** Opening Data block **

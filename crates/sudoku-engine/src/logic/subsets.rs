//! Naked and hidden pairs and triples within a unit.

use crate::board::UNITS;

use super::{
    CandidateGrid, CauseCell, Elimination, SolvingStep, Technique, bit, digits, find_combination,
};

pub(super) fn naked_pair(grid: &CandidateGrid) -> Option<SolvingStep> {
    naked_subset(grid, 2, Technique::NakedPair)
}

pub(super) fn naked_triple(grid: &CandidateGrid) -> Option<SolvingStep> {
    naked_subset(grid, 3, Technique::NakedTriple)
}

pub(super) fn hidden_pair(grid: &CandidateGrid) -> Option<SolvingStep> {
    hidden_subset(grid, 2, Technique::HiddenPair)
}

pub(super) fn hidden_triple(grid: &CandidateGrid) -> Option<SolvingStep> {
    hidden_subset(grid, 3, Technique::HiddenTriple)
}

/// `size` cells of a unit whose candidates together hold exactly `size`
/// digits. Those digits leave the rest of the unit.
fn naked_subset(grid: &CandidateGrid, size: usize, technique: Technique) -> Option<SolvingStep> {
    for unit in &UNITS {
        let cells: Vec<usize> = unit
            .iter()
            .copied()
            .filter(|&i| {
                let count = grid.candidates(i).count_ones() as usize;
                grid.is_empty(i) && (2..=size).contains(&count)
            })
            .collect();
        if cells.len() < size {
            continue;
        }

        let step = find_combination(&cells, size, |subset| {
            let mask = subset.iter().fold(0, |m, &i| m | grid.candidates(i));
            if mask.count_ones() as usize != size {
                return None;
            }
            let eliminations = unit
                .iter()
                .copied()
                .filter(|&i| grid.is_empty(i) && !subset.contains(&i))
                .flat_map(|index| {
                    digits(grid.candidates(index) & mask).map(move |value| Elimination { index, value })
                })
                .collect();
            let cause = subset
                .iter()
                .map(|&index| CauseCell {
                    index,
                    candidates: digits(mask).collect(),
                })
                .collect();
            SolvingStep::eliminating(technique, eliminations, cause)
        });
        if step.is_some() {
            return step;
        }
    }
    None
}

/// `size` digits confined to the same `size` cells of a unit. Every other
/// candidate leaves those cells.
fn hidden_subset(grid: &CandidateGrid, size: usize, technique: Technique) -> Option<SolvingStep> {
    for unit in &UNITS {
        // positions[d] has bit p set when d is a candidate at unit[p].
        let mut positions = [0u16; 10];
        for (p, &index) in unit.iter().enumerate() {
            if grid.is_empty(index) {
                for d in digits(grid.candidates(index)) {
                    positions[d as usize] |= 1 << p;
                }
            }
        }
        let candidates: Vec<u8> = (1..=9u8)
            .filter(|&d| (2..=size).contains(&(positions[d as usize].count_ones() as usize)))
            .collect();
        if candidates.len() < size {
            continue;
        }

        let step = find_combination(&candidates, size, |subset| {
            let spots = subset.iter().fold(0u16, |m, &d| m | positions[d as usize]);
            if spots.count_ones() as usize != size {
                return None;
            }
            let keep = subset.iter().fold(0u16, |m, &d| m | bit(d));
            let cells: Vec<usize> = unit
                .iter()
                .enumerate()
                .filter(|&(p, _)| spots & (1 << p) != 0)
                .map(|(_, &index)| index)
                .collect();
            let eliminations = cells
                .iter()
                .flat_map(|&index| {
                    digits(grid.candidates(index) & !keep).map(move |value| Elimination { index, value })
                })
                .collect();
            let cause = cells
                .iter()
                .map(|&index| CauseCell {
                    index,
                    candidates: subset.to_vec(),
                })
                .collect();
            SolvingStep::eliminating(technique, eliminations, cause)
        });
        if step.is_some() {
            return step;
        }
    }
    None
}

** Closing Data block **

#### What you should do
Return each line of the material in which the string "CandidateGrid" can be found.

#### Result
    CandidateGrid, CauseCell, Elimination, SolvingStep, Technique, bit, digits, find_combination,
pub(super) fn naked_pair(grid: &CandidateGrid) -> Option<SolvingStep> {
pub(super) fn naked_triple(grid: &CandidateGrid) -> Option<SolvingStep> {
pub(super) fn hidden_pair(grid: &CandidateGrid) -> Option<SolvingStep> {
pub(super) fn hidden_triple(grid: &CandidateGrid) -> Option<SolvingStep> {
fn naked_subset(grid: &CandidateGrid, size: usize, technique: Technique) -> Option<SolvingStep> {
fn hidden_subset(grid: &CandidateGrid, size: usize, technique: Technique) -> Option<SolvingStep> {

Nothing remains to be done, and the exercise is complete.